Self-Hypnosis for Anxiety vs. Anxiety and Sleep Meditation
People often ask:
- Does hypnosis work for anxiety?
- Can self-hypnosis for stress and anxiety really be learned?
- Can self-hypnosis for sleep and anxiety be easily practiced as a sort of daily meditation?
- What’s the difference between self-hypnosis for anxiety vs anxiety and sleep meditation?
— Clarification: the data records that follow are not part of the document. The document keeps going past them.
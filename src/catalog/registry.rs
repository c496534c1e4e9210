//! # Catalog: id-keyed registry of event definitions.
//!
//! A [`Catalog`] is built once at startup from the application's declared
//! events and stays immutable afterwards. Construction rejects duplicate
//! ids so that a publish call always resolves to exactly one definition.
//!
//! Catalogs can be declared in code with the [`EventDef`] builders or
//! loaded from a JSON array via [`Catalog::from_json`].
//!
//! ## Example
//! ```
//! use stratum_rollbar::{Catalog, EventDef, EventType};
//!
//! let catalog = Catalog::new([
//!     EventDef::new("BUTTON_CLICK", "Button clicked", EventType::Info)
//!         .with_property("button_name", "string"),
//!     EventDef::new("USER_SIGNED_OUT", "Clear Rollbar person", EventType::ClearPerson),
//! ])?;
//!
//! assert_eq!(catalog.len(), 2);
//! assert!(catalog.get("BUTTON_CLICK").is_some());
//! assert!(catalog.get("NOPE").is_none());
//! # Ok::<(), stratum_rollbar::CatalogError>(())
//! ```

use std::collections::HashMap;
use std::sync::Arc;

use crate::catalog::event::EventDef;
use crate::error::CatalogError;

/// Immutable registry of catalog event definitions, keyed by id.
///
/// Definitions are stored behind `Arc` so per-publish snapshots can
/// reference them without cloning the schema maps.
#[derive(Clone, Debug, Default)]
pub struct Catalog {
    items: HashMap<String, Arc<EventDef>>,
}

impl Catalog {
    /// Builds a catalog from event definitions.
    ///
    /// Fails with [`CatalogError::DuplicateEvent`] when two definitions
    /// share an id.
    pub fn new(defs: impl IntoIterator<Item = EventDef>) -> Result<Self, CatalogError> {
        let mut items = HashMap::new();
        for def in defs {
            let id = def.id.clone();
            if items.insert(id.clone(), Arc::new(def)).is_some() {
                return Err(CatalogError::DuplicateEvent { id });
            }
        }
        Ok(Self { items })
    }

    /// Parses a catalog from a JSON array of event definitions.
    ///
    /// ```
    /// use stratum_rollbar::Catalog;
    ///
    /// let catalog = Catalog::from_json(
    ///     r#"[{"id": "PING", "description": "Ping", "eventType": "debug"}]"#,
    /// )?;
    /// assert!(catalog.get("PING").is_some());
    /// # Ok::<(), stratum_rollbar::CatalogError>(())
    /// ```
    pub fn from_json(json: &str) -> Result<Self, CatalogError> {
        let defs: Vec<EventDef> = serde_json::from_str(json)?;
        Self::new(defs)
    }

    /// Looks up a definition by id.
    pub fn get(&self, id: &str) -> Option<&Arc<EventDef>> {
        self.items.get(id)
    }

    /// Number of definitions in the catalog.
    pub fn len(&self) -> usize {
        self.items.len()
    }

    /// True when the catalog holds no definitions.
    pub fn is_empty(&self) -> bool {
        self.items.is_empty()
    }

    /// Iterates over all definitions in unspecified order.
    pub fn iter(&self) -> impl Iterator<Item = &Arc<EventDef>> {
        self.items.values()
    }
}

#[cfg(test)]
mod tests {
    use super::*;
    use crate::catalog::event::EventType;

    #[test]
    fn test_duplicate_ids_rejected() {
        let result = Catalog::new([
            EventDef::new("EV", "first", EventType::Info),
            EventDef::new("EV", "second", EventType::Error),
        ]);
        match result {
            Err(CatalogError::DuplicateEvent { id }) => assert_eq!(id, "EV"),
            other => panic!("expected DuplicateEvent, got {other:?}"),
        }
    }

    #[test]
    fn test_lookup_returns_declared_definition() {
        let catalog = Catalog::new([
            EventDef::new("A", "a", EventType::Info).with_property("foo", "string")
        ])
        .expect("catalog");
        let def = catalog.get("A").expect("present");
        assert_eq!(def.description, "a");
        assert!(def.properties.as_ref().is_some_and(|p| p.contains_key("foo")));
    }

    #[test]
    fn test_from_json_parses_definitions() {
        let catalog = Catalog::from_json(
            r#"[
                {"id": "X", "description": "x", "eventType": "warning",
                 "properties": {"limit": "number"}},
                {"id": "Y", "description": "y", "eventType": "clear_person"}
            ]"#,
        )
        .expect("parse");
        assert_eq!(catalog.len(), 2);
        assert_eq!(catalog.get("Y").expect("y").event_type, EventType::ClearPerson);
    }

    #[test]
    fn test_from_json_rejects_bad_event_type() {
        let result = Catalog::from_json(r#"[{"id": "X", "description": "x", "eventType": "fatal"}]"#);
        assert!(matches!(result, Err(CatalogError::Parse(_))));
    }
}
//! # Plugins: event-type registration for the publish pipeline.
//!
//! A [`Plugin`] names itself (the key callers use to route per-publish
//! data), declares which event types it handles, and exposes its
//! publishers. [`RollbarPlugin`] registers all seven Rollbar event
//! types and owns the one [`RollbarPublisher`] for the process.

use std::sync::Arc;

use crate::catalog::EventType;
use crate::config::RollbarOptions;
use crate::error::ConfigError;
use crate::publishers::{Publisher, RollbarPublisher};

/// Extension point grouping event-type registration with publishers.
pub trait Plugin: Send + Sync {
    /// Plugin name; callers key per-publish plugin data by this.
    fn name(&self) -> &'static str;

    /// Event types this plugin's publishers handle.
    fn event_types(&self) -> &[EventType];

    /// The plugin's publishers, invoked per matching publish cycle.
    fn publishers(&self) -> Vec<Arc<dyn Publisher>>;
}

/// Rollbar plugin: registers severity + identity event types and owns
/// the publisher.
///
/// ## Example
/// ```
/// use stratum_rollbar::{RollbarOptions, RollbarPlugin};
///
/// let plugin = RollbarPlugin::new(
///     RollbarOptions::new().with_access_token("post-server-token"),
/// )?;
/// # tokio::runtime::Builder::new_current_thread().build().unwrap().block_on(async {
/// assert!(plugin.is_available().await);
/// # });
/// # Ok::<(), stratum_rollbar::ConfigError>(())
/// ```
pub struct RollbarPlugin {
    publisher: Arc<RollbarPublisher>,
}

impl RollbarPlugin {
    /// Routing key for per-publish plugin data.
    pub const NAME: &'static str = "rollbar";

    /// Validates options and constructs the plugin's publisher.
    ///
    /// # Errors
    /// [`ConfigError::MissingToken`] when the options carry neither a
    /// token nor a pre-built client instance.
    pub fn new(options: RollbarOptions) -> Result<Self, ConfigError> {
        Ok(Self {
            publisher: Arc::new(RollbarPublisher::new(options)?),
        })
    }

    /// True when the underlying publisher holds a live client handle.
    pub async fn is_available(&self) -> bool {
        self.publisher.is_available().await
    }
}

impl Plugin for RollbarPlugin {
    fn name(&self) -> &'static str {
        Self::NAME
    }

    fn event_types(&self) -> &[EventType] {
        &EventType::ALL
    }

    fn publishers(&self) -> Vec<Arc<dyn Publisher>> {
        vec![self.publisher.clone()]
    }
}

#[cfg(test)]
mod tests {
    use super::*;
    use crate::client::testing::RecordingClient;
    use crate::config::Runtime;

    #[test]
    fn test_construction_requires_token_or_instance() {
        assert!(matches!(
            RollbarPlugin::new(RollbarOptions::new()),
            Err(ConfigError::MissingToken)
        ));
    }

    #[test]
    fn test_registers_all_event_types() {
        let plugin = RollbarPlugin::new(
            RollbarOptions::new().with_instance(Arc::new(RecordingClient::default())),
        )
        .expect("plugin");
        assert_eq!(plugin.event_types().len(), 7);
        assert_eq!(plugin.publishers().len(), 1);
        assert_eq!(plugin.name(), "rollbar");
    }

    #[tokio::test]
    async fn test_availability_tracks_publisher() {
        let available = RollbarPlugin::new(
            RollbarOptions::new().with_instance(Arc::new(RecordingClient::default())),
        )
        .expect("plugin");
        assert!(available.is_available().await);

        let unavailable = RollbarPlugin::new(
            RollbarOptions::new()
                .with_server_access_token("server-only")
                .with_runtime(Runtime::Client),
        )
        .expect("plugin");
        assert!(!unavailable.is_available().await);
    }
}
Dr. Dyan views anxiety as an unpleasant, involuntary state. She has found that, when people learn how to use specific self-hypnosis techniques, they can change their naturally occurring anxious states from negative to positive. The simple, self help hypnosis for anxiety strategies that Dr. Dyan likes to teach people, can be empowering and can make a difference in improving anxiety symptoms. In Dr. Dyan’s opinion, hypnosis for anxiety and anxiety and sleep meditation differ in the nature of their ultimate goals. The goal of meditation is to cultivate an inner stillness, and be present in the moment. While hypnosis may also be built on inner stillness, with hypnosis, there are specific goals for treatment outcomes and suggestions are given to help reach those goals. Dr. Dyan has found that, when people set a goal to use self-hypnosis for relaxation, sleep, depression, and to alleviate anxiety, they can easily learn to use self-hypnosis strategies as part of their daily routine.